Guide to Field Experimentation: Experimental Design

The overriding principle for experimental design is: keep the design as simple as possible while satisfying the required level of scientific soundness. You do not need a complex design with many experimental treatments, multi-factor interactions and difficult statistical analysis when a basic, simply designed experiment will produce the required information.

Many design types have been developed for field experiments. Any of several designs may be possible for a particular project, but each design has its own advantages and disadvantages.

This section introduces you to experimental design by briefly describing six basic design types in order of complexity, from simple, less rigorous designs to more complex and technically demanding designs. It also outlines when to use the various design types, how to collect measurements, and how to statistically analyse the results. Appendix B in the printed copy of this publication provides examples of analysing experimental results using formulas and a hand-held calculator, as well as a sample printout of results from a personal computer using a statistical software package. Refer to a basic statistical textbook for more detailed information on statistical analysis.

Keep in mind that the purpose of an experiment is not only to answer a question, but also to provide some indication of the range of circumstances to which the answer applies.
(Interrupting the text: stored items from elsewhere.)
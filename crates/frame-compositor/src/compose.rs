//! Per-frame composition.

use image::imageops::{self, FilterType};
use image::{Rgba, RgbaImage};

use recast_processing_core::{FrameState, ZoomState};

use crate::sprite::SpriteCache;

/// Half-size of the square patch blurred over the native cursor glyph.
pub const CURSOR_BLUR_RADIUS: u32 = 25;

/// Side length of the click-glow box.
pub const CLICK_GLOW_SIZE: u32 = 60;

const CURSOR_BLUR_SIGMA: f32 = 8.0;
const GLOW_BLUR_SIGMA: f32 = 4.0;
const GLOW_TINT: [u8; 3] = [255, 221, 130];
const GLOW_PEAK_ALPHA: f32 = 90.0;

/// Transform one raw frame according to the interpolated frame state.
///
/// Applies, in order: zoom crop+resize (with cursor remap), native-cursor
/// blur, click glow, and sprite overlay. If the cursor state carries no
/// drawable position, only the zoom step runs and the frame is otherwise
/// returned unchanged. Takes the frame by value and returns the transformed
/// buffer; the caller's copy is never aliased.
pub fn compose(
    frame: RgbaImage,
    state: &FrameState,
    style: &str,
    sprites: &SpriteCache,
) -> RgbaImage {
    let (mut frame, (cursor_x, cursor_y)) = if state.zoom.is_zoomed() {
        apply_zoom(frame, &state.zoom, state.cursor.x, state.cursor.y)
    } else {
        (frame, (state.cursor.x, state.cursor.y))
    };

    if !state.cursor.is_visible() {
        return frame;
    }

    if cursor_x >= 0.0 && cursor_y >= 0.0 {
        blur_cursor_region(&mut frame, cursor_x, cursor_y);

        if state.cursor.is_clicking {
            draw_click_glow(&mut frame, cursor_x, cursor_y);
        }

        if let Some(sprite) = sprites.get(style) {
            overlay_sprite(&mut frame, &sprite, cursor_x, cursor_y);
        }
    }

    frame
}

/// Crop a `1/scale` window around the focus point and upscale it back to
/// full size, then remap the cursor into the zoomed coordinate space.
fn apply_zoom(
    frame: RgbaImage,
    zoom: &ZoomState,
    cursor_x: f64,
    cursor_y: f64,
) -> (RgbaImage, (f64, f64)) {
    let (width, height) = frame.dimensions();

    let crop_w = ((width as f64 / zoom.scale).floor() as u32).clamp(1, width);
    let crop_h = ((height as f64 / zoom.scale).floor() as u32).clamp(1, height);

    let focus_x = zoom.focus_x * width as f64;
    let focus_y = zoom.focus_y * height as f64;
    let crop_x = (focus_x - crop_w as f64 / 2.0).clamp(0.0, (width - crop_w) as f64) as u32;
    let crop_y = (focus_y - crop_h as f64 / 2.0).clamp(0.0, (height - crop_h) as f64) as u32;

    let region = imageops::crop_imm(&frame, crop_x, crop_y, crop_w, crop_h).to_image();
    let zoomed = imageops::resize(&region, width, height, FilterType::Lanczos3);

    let remapped_x = (cursor_x - crop_x as f64) * zoom.scale;
    let remapped_y = (cursor_y - crop_y as f64) * zoom.scale;

    (zoomed, (remapped_x, remapped_y))
}

/// Blur the square patch around the cursor to erase the native OS glyph
/// captured in the source pixels. The patch is clipped to frame bounds and
/// skipped entirely when the clip leaves nothing.
fn blur_cursor_region(frame: &mut RgbaImage, cursor_x: f64, cursor_y: f64) {
    let (width, height) = frame.dimensions();
    let radius = CURSOR_BLUR_RADIUS as i64;

    let x0 = (cursor_x as i64 - radius).max(0);
    let y0 = (cursor_y as i64 - radius).max(0);
    let x1 = (cursor_x as i64 + radius).min(width as i64);
    let y1 = (cursor_y as i64 + radius).min(height as i64);
    if x1 <= x0 || y1 <= y0 {
        return;
    }

    let patch = imageops::crop_imm(
        &*frame,
        x0 as u32,
        y0 as u32,
        (x1 - x0) as u32,
        (y1 - y0) as u32,
    )
    .to_image();
    let blurred = imageops::blur(&patch, CURSOR_BLUR_SIGMA);
    imageops::replace(frame, &blurred, x0, y0);
}

/// Overlay a soft radial highlight at the click position. `overlay` clips
/// against the frame, so edge positions need no special casing.
fn draw_click_glow(frame: &mut RgbaImage, cursor_x: f64, cursor_y: f64) {
    let radius = CLICK_GLOW_SIZE as f32 / 2.0;
    let glow = RgbaImage::from_fn(CLICK_GLOW_SIZE, CLICK_GLOW_SIZE, |x, y| {
        let dx = x as f32 + 0.5 - radius;
        let dy = y as f32 + 0.5 - radius;
        let falloff = (1.0 - (dx * dx + dy * dy).sqrt() / radius).max(0.0);
        Rgba([
            GLOW_TINT[0],
            GLOW_TINT[1],
            GLOW_TINT[2],
            (falloff * GLOW_PEAK_ALPHA) as u8,
        ])
    });
    let glow = imageops::blur(&glow, GLOW_BLUR_SIGMA);

    let half = (CLICK_GLOW_SIZE / 2) as i64;
    imageops::overlay(frame, &glow, cursor_x as i64 - half, cursor_y as i64 - half);
}

/// Composite the cursor sprite, clamped so it never extends past an edge.
fn overlay_sprite(frame: &mut RgbaImage, sprite: &RgbaImage, cursor_x: f64, cursor_y: f64) {
    let (width, height) = frame.dimensions();
    let (sprite_w, sprite_h) = sprite.dimensions();

    let max_x = width.saturating_sub(sprite_w) as i64;
    let max_y = height.saturating_sub(sprite_h) as i64;
    let x = (cursor_x.round() as i64).clamp(0, max_x.max(0));
    let y = (cursor_y.round() as i64).clamp(0, max_y.max(0));

    imageops::overlay(frame, sprite, x, y);
}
For example, if you want to know which of two herbicides to use to control wild oats, it makes a difference to the experimental design whether you want the answer to apply to only one field on one farm or across the entire district. The intended range of generalization tells you how to set up your sample of plots, since the sample o f plots must be representative of the conditions over which you want the answers to apply.

Demonstration Strip Design

This is the simplest design type for a field trial. Basic farming practices or products are compared using demonstration strips on a farm field. Examples of such practices that might be compared using this design are tillage type, crop varieties, herbicide e applications or fertilizer methods. The emphasis is on visual impact, not on measured results that are critically compared.
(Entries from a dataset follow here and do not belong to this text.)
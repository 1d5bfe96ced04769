use proptest::prelude::*;

use recast_processing_core::{active_zoom, cubic_in_out, interpolate_cursor};
use recast_recording_model::{CursorSample, ZoomWindow};

proptest! {
    #[test]
    fn cubic_in_out_stays_in_unit_range(t in -1.0f64..2.0) {
        let v = cubic_in_out(t);
        prop_assert!((0.0..=1.0).contains(&v));
    }

    #[test]
    fn cubic_in_out_is_monotonic(a in 0.0f64..1.0, b in 0.0f64..1.0) {
        let (lo, hi) = if a <= b { (a, b) } else { (b, a) };
        prop_assert!(cubic_in_out(lo) <= cubic_in_out(hi) + 1e-12);
    }

    #[test]
    fn interpolated_position_stays_within_sample_hull(
        times in proptest::collection::vec(0.0f64..10_000.0, 2..20),
        query in 0.0f64..10_000.0,
    ) {
        let mut times = times;
        times.sort_by(f64::total_cmp);

        let samples: Vec<CursorSample> = times
            .iter()
            .enumerate()
            .map(|(i, &t)| CursorSample::moved(t, (i * 13 % 640) as f64, (i * 29 % 360) as f64))
            .collect();

        let state = interpolate_cursor(&samples, query);
        let min_x = samples.iter().map(|s| s.x).fold(f64::INFINITY, f64::min);
        let max_x = samples.iter().map(|s| s.x).fold(f64::NEG_INFINITY, f64::max);
        let min_y = samples.iter().map(|s| s.y).fold(f64::INFINITY, f64::min);
        let max_y = samples.iter().map(|s| s.y).fold(f64::NEG_INFINITY, f64::max);

        prop_assert!(state.x >= min_x - 1e-9 && state.x <= max_x + 1e-9);
        prop_assert!(state.y >= min_y - 1e-9 && state.y <= max_y + 1e-9);
    }

    #[test]
    fn zoom_scale_never_exceeds_window_target(
        start in 0.0f64..60.0,
        duration in 0.1f64..30.0,
        target in 1.0f64..4.0,
        query in 0.0f64..120.0,
    ) {
        let windows = vec![ZoomWindow {
            start_sec: start,
            x: 0.5,
            y: 0.5,
            scale: target,
            duration_sec: duration,
        }];

        let state = active_zoom(&windows, query);
        prop_assert!(state.scale >= 1.0 - 1e-12);
        prop_assert!(state.scale <= target + 1e-12);
    }
}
Usually the comparison is between two to four treatments, up to a maximum of 10. A treatment is a unique experimental practice or effect in the experiment. For example, in a trial comparing seven crop varieties, each variety strip is a treatment. In a trial comparing four levels of nitrogen fertilizer, each of the four levels is a treatment. In a demonstration strip design, each treatment is included only once.

Although this design is aimed at visual comparison, some measurements may be gathered for general comparison. The simplest measurement method is to take one randomly located sample for a variable such as yield, from near the centre of each strip. The measured data from individual strips are compared to one another.
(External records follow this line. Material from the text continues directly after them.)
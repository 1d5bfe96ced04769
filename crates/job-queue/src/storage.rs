//! Object storage access.
//!
//! The queue treats storage as opaque: download a source by URL, upload a
//! result under a key, propagate failures. The trait seam keeps the queue
//! testable against a filesystem-backed store.

use std::path::{Path, PathBuf};

use async_trait::async_trait;
use tokio::io::AsyncWriteExt;

use recast_common::{RecastError, RecastResult};

/// Opaque object store.
#[async_trait]
pub trait ObjectStore: Send + Sync {
    /// Download `url` into the local file `dest`.
    async fn download(&self, url: &str, dest: &Path) -> RecastResult<()>;

    /// Upload `local` under `key`; returns the public reference.
    async fn upload(&self, local: &Path, key: &str) -> RecastResult<String>;
}

/// HTTP-backed store: GET for downloads, PUT under a base URL for uploads.
pub struct HttpStore {
    client: reqwest::Client,
    upload_base: String,
}

impl HttpStore {
    pub fn new(upload_base: impl Into<String>) -> Self {
        Self {
            client: reqwest::Client::new(),
            upload_base: upload_base.into(),
        }
    }
}

#[async_trait]
impl ObjectStore for HttpStore {
    async fn download(&self, url: &str, dest: &Path) -> RecastResult<()> {
        let mut response = self
            .client
            .get(url)
            .send()
            .await
            .and_then(|r| r.error_for_status())
            .map_err(|e| RecastError::storage(format!("GET {url} failed: {e}")))?;

        let mut file = tokio::fs::File::create(dest).await?;
        while let Some(chunk) = response
            .chunk()
            .await
            .map_err(|e| RecastError::storage(format!("Download of {url} interrupted: {e}")))?
        {
            file.write_all(&chunk).await?;
        }
        file.flush().await?;
        Ok(())
    }

    async fn upload(&self, local: &Path, key: &str) -> RecastResult<String> {
        let file = tokio::fs::File::open(local).await?;
        let length = file.metadata().await?.len();
        let body = reqwest::Body::wrap_stream(tokio_util::io::ReaderStream::new(file));

        let url = format!("{}/{}", self.upload_base.trim_end_matches('/'), key);
        self.client
            .put(&url)
            .header(reqwest::header::CONTENT_LENGTH, length)
            .body(body)
            .send()
            .await
            .and_then(|r| r.error_for_status())
            .map_err(|e| RecastError::storage(format!("PUT {url} failed: {e}")))?;

        Ok(url)
    }
}

/// Filesystem-backed store for local runs and tests. Downloads treat the
/// URL as a path (with an optional `file://` prefix); uploads copy under
/// the store root.
pub struct FsStore {
    root: PathBuf,
}

impl FsStore {
    pub fn new(root: impl Into<PathBuf>) -> Self {
        Self { root: root.into() }
    }
}

#[async_trait]
impl ObjectStore for FsStore {
    async fn download(&self, url: &str, dest: &Path) -> RecastResult<()> {
        let source = url.strip_prefix("file://").unwrap_or(url);
        tokio::fs::copy(source, dest)
            .await
            .map_err(|e| RecastError::storage(format!("Copy from {source} failed: {e}")))?;
        Ok(())
    }

    async fn upload(&self, local: &Path, key: &str) -> RecastResult<String> {
        let dest = self.root.join(key);
        if let Some(parent) = dest.parent() {
            tokio::fs::create_dir_all(parent).await?;
        }
        tokio::fs::copy(local, &dest)
            .await
            .map_err(|e| RecastError::storage(format!("Copy to {} failed: {e}", dest.display())))?;
        Ok(format!("file://{}", dest.display()))
    }
}
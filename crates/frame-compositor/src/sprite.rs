//! Cursor sprite cache.
//!
//! Sprites live as `<style>.png` files in a configured directory. Each style
//! is loaded at most once per process; a missing or unreadable asset is
//! cached as an explicit "unavailable" result so the hot per-frame path
//! never repeats filesystem misses.

use std::collections::HashMap;
use std::path::PathBuf;
use std::sync::{Arc, Mutex};

use image::RgbaImage;

/// Lazily-populated, append-only map of cursor sprites by style name.
pub struct SpriteCache {
    dir: PathBuf,
    entries: Mutex<HashMap<String, Option<Arc<RgbaImage>>>>,
}

impl SpriteCache {
    /// Create a cache reading sprites from `dir`.
    pub fn new(dir: impl Into<PathBuf>) -> Self {
        Self {
            dir: dir.into(),
            entries: Mutex::new(HashMap::new()),
        }
    }

    /// Look up the sprite for a style, loading it on first use.
    ///
    /// Returns `None` when the asset is missing; that result is cached and
    /// never re-attempted.
    pub fn get(&self, style: &str) -> Option<Arc<RgbaImage>> {
        let mut entries = self.entries.lock().unwrap_or_else(|e| e.into_inner());
        if let Some(entry) = entries.get(style) {
            return entry.clone();
        }

        let path = self.dir.join(format!("{style}.png"));
        let loaded = match image::open(&path) {
            Ok(img) => Some(Arc::new(img.to_rgba8())),
            Err(e) => {
                tracing::warn!(
                    style,
                    path = %path.display(),
                    error = %e,
                    "Cursor sprite unavailable; frames will render without it"
                );
                None
            }
        };

        entries.insert(style.to_string(), loaded.clone());
        loaded
    }
}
In an attempt to account for natural variability within the field, several measurements (e.g., three to 10) may be taken at various locations within a strip. The measurements for each strip are averaged and these averages are used to compare the individual l treatments.

Use discretion when interpreting results from a simple strip trial. Even if you find large differences between the various treatments, you can only conclude that treatment differences may exist. The differences in results may actually be due to r random differences between the samples.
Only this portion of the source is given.